Employee Phone Calls and Personal Comfort Doctrine–Texas Workers’ Compensation Defense Attorneys

PERSONAL COMFORT AND CONVENIENCE
Does It Apply When An Employee Makes A Personal Phone Call?
Yeldell v. Holiday Hills Retirement And Nursing Center, Inc., 701 S.W.2d 243 (Tex. 1985), December 11, 1985
During Yeldell’s regular shift and while at her duty station, she called her daughter. As she hung up the telephone, the cord became entangled with a coffee urn that overturned and spilled on her, resulting in serious burns.
Holiday Hills contended that the personal telephone call was a deviation which took Yeldell out of the course and scope of her employment.
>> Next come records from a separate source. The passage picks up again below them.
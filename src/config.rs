//! Command-line configuration for the `minic` binary.

use std::path::PathBuf;

use thiserror::Error;

/// The file read when no input path is given.
pub const DEFAULT_INPUT: &str = "foobar.txt";

pub const USAGE: &str = "usage: minic [--tokens] [FILE]";

#[derive(Debug, Clone, PartialEq)]
pub struct Config {
    pub input: PathBuf,
    /// Echo every token as the lexer produces it.
    pub trace_tokens: bool,
    pub show_help: bool,
}

impl Default for Config {
    fn default() -> Self {
        Config {
            input: PathBuf::from(DEFAULT_INPUT),
            trace_tokens: false,
            show_help: false,
        }
    }
}

#[derive(Error, Debug, Clone, PartialEq)]
pub enum ConfigError {
    #[error("unknown flag {0:?}")]
    UnknownFlag(String),
    #[error("unexpected argument {0:?}, only one input file is accepted")]
    TooManyArguments(String),
}

impl Config {
    /// Builds a configuration from process arguments, program name excluded.
    pub fn from_args<I>(args: I) -> Result<Config, ConfigError>
    where
        I: IntoIterator<Item = String>,
    {
        let mut config = Config::default();
        let mut input = None;

        for arg in args {
            match arg.as_str() {
                "--tokens" => config.trace_tokens = true,
                "-h" | "--help" => config.show_help = true,
                flag if flag.starts_with('-') && flag.len() > 1 => {
                    return Err(ConfigError::UnknownFlag(flag.to_string()))
                }
                path if input.is_some() => {
                    return Err(ConfigError::TooManyArguments(path.to_string()))
                }
                path => input = Some(PathBuf::from(path)),
            }
        }

        if let Some(input) = input {
            config.input = input;
        }

        Ok(config)
    }

    /// The input file name as shown in diagnostics.
    pub fn file_name(&self) -> String {
        self.input
            .file_name()
            .map(|name| name.to_string_lossy().into_owned())
            .unwrap_or_else(|| self.input.to_string_lossy().into_owned())
    }
}
use lazy_static::lazy_static;
use std::{collections::HashMap, fmt::Display};

use crate::Span;

lazy_static! {
    pub static ref RESERVED_LOOKUP: HashMap<&'static str, TokenKind> = {
        let mut map = HashMap::new();
        map.insert("int", TokenKind::Int);
        map.insert("float", TokenKind::Float);
        map
    };
}

/// The word that opens a function definition.
///
/// Recognised by the parser from an `Ident` token's text rather than by a
/// token kind of its own.
pub const FUNCTION_KEYWORD: &str = "function";

#[derive(Debug, PartialEq, Eq, Clone, Copy, Hash)]
pub enum TokenKind {
    // Type keywords
    Int,
    Float,

    IntConst,
    FloatConst,

    Mul,
    Div,
    Add,
    Sub,

    EOF,

    LParen,
    RParen,
    LBrace,
    RBrace,
    Semi,
    Assign, // =
    Comma,

    Ident,

    // Reserved, never produced by the lexer
    FuncDef,
    Arg,
}

impl Display for TokenKind {
    fn fmt(&self, f: &mut std::fmt::Formatter<'_>) -> std::fmt::Result {
        write!(f, "{:?}", self)
    }
}

#[derive(Debug, Clone)]
pub struct Token {
    pub kind: TokenKind,
    pub lexeme: String,
    pub span: Span,
}

impl Display for Token {
    fn fmt(&self, f: &mut std::fmt::Formatter<'_>) -> std::fmt::Result {
        write!(f, "Token {{\nkind: {},\nlexeme: {}}}", self.kind, self.lexeme)
    }
}

impl Token {
    pub fn is_one_of_many(&self, kinds: &[TokenKind]) -> bool {
        kinds.contains(&self.kind)
    }

    /// One-line rendering used by the token echo of the binary.
    pub fn debug_line(&self) -> String {
        if self.is_one_of_many(&[
            TokenKind::Ident,
            TokenKind::IntConst,
            TokenKind::FloatConst,
        ]) {
            format!("{} ({})", self.kind, self.lexeme)
        } else {
            format!("{} ()", self.kind)
        }
    }
}
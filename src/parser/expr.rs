use log::trace;

use crate::{
    ast::{
        expressions::{Expr, Variable},
        types::NumberKind,
    },
    errors::errors::Error,
    lexer::tokens::TokenKind,
};

use super::{
    lookups::{ADDITIVE_LOOKUP, MULTIPLICATIVE_LOOKUP, UNARY_LOOKUP},
    parser::Parser,
};

/// Expr := Term (("+"|"-") Term)*
pub fn parse_expr(parser: &mut Parser) -> Result<Expr, Error> {
    let mut left = parse_term(parser)?;

    // Fold into a left-leaning chain
    while let Some(op) = ADDITIVE_LOOKUP.get(&parser.current_token_kind()).copied() {
        parser.advance()?;
        let right = parse_term(parser)?;
        left = Expr::binary(op, left, right);
    }

    Ok(left)
}

/// Term := Factor (("*"|"/") Factor)*
pub fn parse_term(parser: &mut Parser) -> Result<Expr, Error> {
    let mut left = parse_factor(parser)?;

    while let Some(op) = MULTIPLICATIVE_LOOKUP.get(&parser.current_token_kind()).copied() {
        parser.advance()?;
        let right = parse_factor(parser)?;
        left = Expr::binary(op, left, right);
    }

    Ok(left)
}

/// Factor := ("+"|"-") Factor | INT_CONST | FLOAT_CONST | "(" Expr ")" | IDENT
pub fn parse_factor(parser: &mut Parser) -> Result<Expr, Error> {
    let token_kind = parser.current_token_kind();
    trace!("parsing factor at {}", token_kind);

    if let Some(op) = UNARY_LOOKUP.get(&token_kind).copied() {
        parser.advance()?;
        let operand = parse_factor(parser)?;
        return Ok(Expr::unary(op, operand));
    }

    match token_kind {
        TokenKind::IntConst => Ok(Expr::NumberLiteral {
            kind: NumberKind::Int,
            text: parser.advance()?.lexeme,
        }),
        TokenKind::FloatConst => Ok(Expr::NumberLiteral {
            kind: NumberKind::Float,
            text: parser.advance()?.lexeme,
        }),
        TokenKind::LParen => parse_grouping_expr(parser),
        _ => Ok(Expr::Variable(parse_variable(parser)?)),
    }
}

pub fn parse_grouping_expr(parser: &mut Parser) -> Result<Expr, Error> {
    parser.expect(TokenKind::LParen)?;
    let expr = parse_expr(parser)?;
    parser.expect(TokenKind::RParen)?;

    Ok(expr)
}

pub fn parse_variable(parser: &mut Parser) -> Result<Variable, Error> {
    let token = parser.expect(TokenKind::Ident)?;
    Ok(Variable::new(token.lexeme))
}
The court found that an employee need not have been engaged in the discharge of any specific duty incident to his employment; rather, an employee in the course of his employment may perform acts of a personal nature that a person might reasonably do for his health and comfort, such as quenching thirst or relieving hunger; such acts are considered incidental to the employee’s service and the injuries sustained while doing so arise in the course and scope of his employment and are compensable. Making a personal telephone call during working hours may be as essential as a rest period or a refreshment break. In particular, a parent’s telephone call to a minor child at bedtime is as reasonably necessary to a workers’ well-being as quenching one’s thirst or relieving hunger.